In the board paper, the KTDA management services company notes that the tea business is currently going through very difficult and unprecedented times due to various factors, among them delays by banks to disburse loans to the companies to bridge the deficit projected at Sh16.8 billion as at May 2020.

INTERNAL BORROWING

“You are probably aware that a number of factories which had significant working capital deficits signed resolutions to source for this capital from local banks and financial institutions,” the board paper reads.

It also revealed that some companies with the severest of cash flow problems resorted to borrowing from one another to remain afloat as they wait for funding from banks.

“These deficits were funded through internal borrowing from other factories and KTDA group companies with positive reserves, pending the expected funding by banks and other financial institutions,” it reads.

In the absence of working capital financing, most of the borrowing factories have been unable to refund the borrowed funds to the lending factories and KTDA. The board paper shows that the working capital loans as at May stood at Sh897.9 million while the total loans for all the factories stand at Sh4.7 billion.

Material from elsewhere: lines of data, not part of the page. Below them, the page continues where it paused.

//! Shared caches for restore operations running resolvers in parallel.
//!
//! A restore may resolve several target graphs concurrently (one resolver
//! per graph, each owning its tracker exclusively). The surfaces they share
//! are concurrent maps with single-writer-wins semantics: a lookup miss
//! builds a value and attempts to publish it, and when another writer raced
//! and published first, the newcomer is discarded. Published values are
//! immutable behind `Arc`s.

use std::sync::Arc;

use dashmap::DashMap;

use nupak_core::library::LibraryIdentity;

use crate::conflict::AnalyzeResult;

/// Key for a published per-graph analysis.
#[derive(Debug, Clone, PartialEq, Eq, Hash)]
pub struct GraphKey {
    pub graph: String,
    pub framework: Option<String>,
}

impl GraphKey {
    pub fn new(graph: impl Into<String>, framework: Option<String>) -> Self {
        Self {
            graph: graph.into(),
            framework,
        }
    }
}

/// Concurrent cache shared by parallel restore targets.
#[derive(Debug, Default)]
pub struct AnalysisCache {
    results: DashMap<GraphKey, Arc<AnalyzeResult>>,
    identities: DashMap<String, Arc<LibraryIdentity>>,
}

impl AnalysisCache {
    pub fn new() -> Self {
        Self::default()
    }

    pub fn result(&self, key: &GraphKey) -> Option<Arc<AnalyzeResult>> {
        self.results.get(key).map(|entry| entry.value().clone())
    }

    /// Publish an analysis for a graph. When another writer already
    /// published for the same key, the existing value wins and `result` is
    /// dropped.
    pub fn publish(&self, key: GraphKey, result: AnalyzeResult) -> Arc<AnalyzeResult> {
        self.results
            .entry(key)
            .or_insert_with(|| Arc::new(result))
            .value()
            .clone()
    }

    /// Intern a resolved identity so equal identities share one allocation
    /// across graphs. Keys are case-insensitive on the package name.
    pub fn intern(&self, identity: LibraryIdentity) -> Arc<LibraryIdentity> {
        let version = identity
            .version
            .as_ref()
            .map(|v| v.to_string())
            .unwrap_or_default();
        let key = format!("{}@{version}", identity.name.to_lowercase());
        self.identities
            .entry(key)
            .or_insert_with(|| Arc::new(identity))
            .value()
            .clone()
    }

    pub fn result_count(&self) -> usize {
        self.results.len()
    }
}

#[cfg(test)]
mod tests {
    use super::*;
    use crate::graph::NodeId;
    use nupak_core::version::Version;

    #[test]
    fn first_publish_wins() {
        let cache = AnalysisCache::new();
        let key = GraphKey::new("net8.0", None);

        let first = AnalyzeResult {
            version_conflicts: vec![],
            cycles: vec![NodeId(3)],
            downgrades: vec![],
        };
        let second = AnalyzeResult::default();

        let published = cache.publish(key.clone(), first);
        let raced = cache.publish(key.clone(), second);

        // the racing writer gets the already-published value back
        assert!(Arc::ptr_eq(&published, &raced));
        assert_eq!(raced.cycles, vec![NodeId(3)]);
        assert_eq!(cache.result_count(), 1);
        assert!(cache.result(&key).is_some());
    }

    #[test]
    fn framework_override_is_part_of_the_key() {
        let cache = AnalysisCache::new();
        cache.publish(GraphKey::new("net8.0", None), AnalyzeResult::default());
        cache.publish(
            GraphKey::new("net8.0", Some("win-x64".to_string())),
            AnalyzeResult::default(),
        );
        assert_eq!(cache.result_count(), 2);
    }

    #[test]
    fn intern_dedups_case_insensitively() {
        let cache = AnalysisCache::new();
        let a = cache.intern(LibraryIdentity::package("Serilog", Version::new(2, 10, 0)));
        let b = cache.intern(LibraryIdentity::package("serilog", Version::new(2, 10, 0)));
        let c = cache.intern(LibraryIdentity::package("serilog", Version::new(2, 11, 0)));
        assert!(Arc::ptr_eq(&a, &b));
        assert!(!Arc::ptr_eq(&a, &c));
    }
}
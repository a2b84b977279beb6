//! Library kinds, resolved identities, and dependency keys.

use std::fmt;

use serde::{Deserialize, Serialize};

use crate::range::VersionRange;
use crate::version::Version;

/// The kind of library a resolved item refers to.
#[derive(Debug, Clone, Copy, PartialEq, Eq, Serialize, Deserialize)]
#[serde(rename_all = "camelCase")]
pub enum LibraryKind {
    Project,
    Package,
    ExternalProject,
    Reference,
    Assembly,
}

impl LibraryKind {
    /// Projects are unique per id, so version-range constraints do not
    /// apply to them.
    pub fn bypasses_ranges(self) -> bool {
        matches!(self, Self::Project | Self::ExternalProject)
    }
}

/// Bitmask of library kinds a dependency is allowed to resolve to.
#[derive(Debug, Clone, Copy, PartialEq, Eq, Serialize, Deserialize)]
pub struct DependencyTargets(u8);

impl DependencyTargets {
    pub const NONE: Self = Self(0);
    pub const PROJECT: Self = Self(1);
    pub const PACKAGE: Self = Self(1 << 1);
    pub const EXTERNAL_PROJECT: Self = Self(1 << 2);
    pub const REFERENCE: Self = Self(1 << 3);
    pub const ASSEMBLY: Self = Self(1 << 4);
    pub const ALL: Self = Self(0b1_1111);

    pub fn from_kind(kind: LibraryKind) -> Self {
        match kind {
            LibraryKind::Project => Self::PROJECT,
            LibraryKind::Package => Self::PACKAGE,
            LibraryKind::ExternalProject => Self::EXTERNAL_PROJECT,
            LibraryKind::Reference => Self::REFERENCE,
            LibraryKind::Assembly => Self::ASSEMBLY,
        }
    }

    pub fn union(self, other: Self) -> Self {
        Self(self.0 | other.0)
    }

    pub fn intersects(self, other: Self) -> bool {
        self.0 & other.0 != 0
    }

    pub fn contains(self, kind: LibraryKind) -> bool {
        self.intersects(Self::from_kind(kind))
    }
}

impl Default for DependencyTargets {
    fn default() -> Self {
        Self::ALL
    }
}

/// A concrete resolved library: name, version, kind. The version is absent
/// for unresolved entries and projects.
#[derive(Debug, Clone, PartialEq, Eq, Serialize, Deserialize)]
pub struct LibraryIdentity {
    pub name: String,
    pub version: Option<Version>,
    pub kind: LibraryKind,
}

impl LibraryIdentity {
    pub fn package(name: impl Into<String>, version: Version) -> Self {
        Self {
            name: name.into(),
            version: Some(version),
            kind: LibraryKind::Package,
        }
    }

    pub fn project(name: impl Into<String>) -> Self {
        Self {
            name: name.into(),
            version: None,
            kind: LibraryKind::Project,
        }
    }
}

impl fmt::Display for LibraryIdentity {
    fn fmt(&self, f: &mut fmt::Formatter<'_>) -> fmt::Result {
        match self.version {
            Some(ref version) => write!(f, "{} {version}", self.name),
            None => write!(f, "{}", self.name),
        }
    }
}

/// What a node asked for: a name, a requested range, and the kinds of
/// library allowed to satisfy it.
///
/// Names compare case-insensitively for keying but keep their declared
/// casing for display.
#[derive(Debug, Clone, Serialize, Deserialize)]
pub struct DependencyKey {
    pub name: String,
    pub range: Option<VersionRange>,
    pub targets: DependencyTargets,
}

impl DependencyKey {
    pub fn new(name: impl Into<String>, range: Option<VersionRange>) -> Self {
        Self {
            name: name.into(),
            range,
            targets: DependencyTargets::ALL,
        }
    }

    pub fn with_targets(mut self, targets: DependencyTargets) -> Self {
        self.targets = targets;
        self
    }

    /// Lowercased name, used to key same-name candidate sets.
    pub fn name_key(&self) -> String {
        self.name.to_lowercase()
    }
}

impl PartialEq for DependencyKey {
    fn eq(&self, other: &Self) -> bool {
        self.name.to_lowercase() == other.name.to_lowercase()
            && self.range == other.range
            && self.targets == other.targets
    }
}

impl Eq for DependencyKey {}

impl fmt::Display for DependencyKey {
    fn fmt(&self, f: &mut fmt::Formatter<'_>) -> fmt::Result {
        match self.range {
            Some(ref range) => write!(f, "{} {range}", self.name),
            None => write!(f, "{}", self.name),
        }
    }
}
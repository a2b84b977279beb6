//! Core data types for the nupak restore engine.
//!
//! This crate defines the fundamental types the restore pipeline shares:
//! package versions, version ranges with floating behaviors, library kinds
//! and identities, and dependency keys.
//!
//! This crate is intentionally free of async code and I/O.

pub mod library;
pub mod range;
pub mod version;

However, it is the huge deficit of Sh16.8 billion that should worry farmers. A board paper is a document prepared by managers of a company to be presented to the company’s board to persuade them to support some decision.

But ultimately, the decision lies with the board. KTDA has more than 54 factories under it and each of them have an independent board, which is required to provide oversight and make such decisions before they are implemented by the management.

The paper points out that the financing challenge has also been made worse by banks taking an ‘inordinate long time’ to consider their funding requests which it blames on bad press.

“Under normal circumstances, a positive decision would ordinarily have been made immediately and without undue conditions. We suspect that this slowdown may have been occasioned by negative media publicity, various court cases brought against KTDA, tea factories and their directors,” the document said.

FUNDING HEADACHE

KTDA has been a subject of in-depth coverage by the Nation in the recent past, which resulted in the formation of a task force to reform the behemoth.

But KTDA rushed to court and stopped the task force from starting its work on grounds of conflicts of interest amongst some of the ministerial appointees to the taskforce.

The funding headache comes at a time when there is an oversupply of both local and global tea, which has resulted to high stock levels while pushing down tea prices. High stock levels tie up billions of shillings.

The board paper has also blamed the dwindling fortunes of the sector to a higher monthly pay review implemented last year at a time when the country has seen a spike in production due to favourable weather.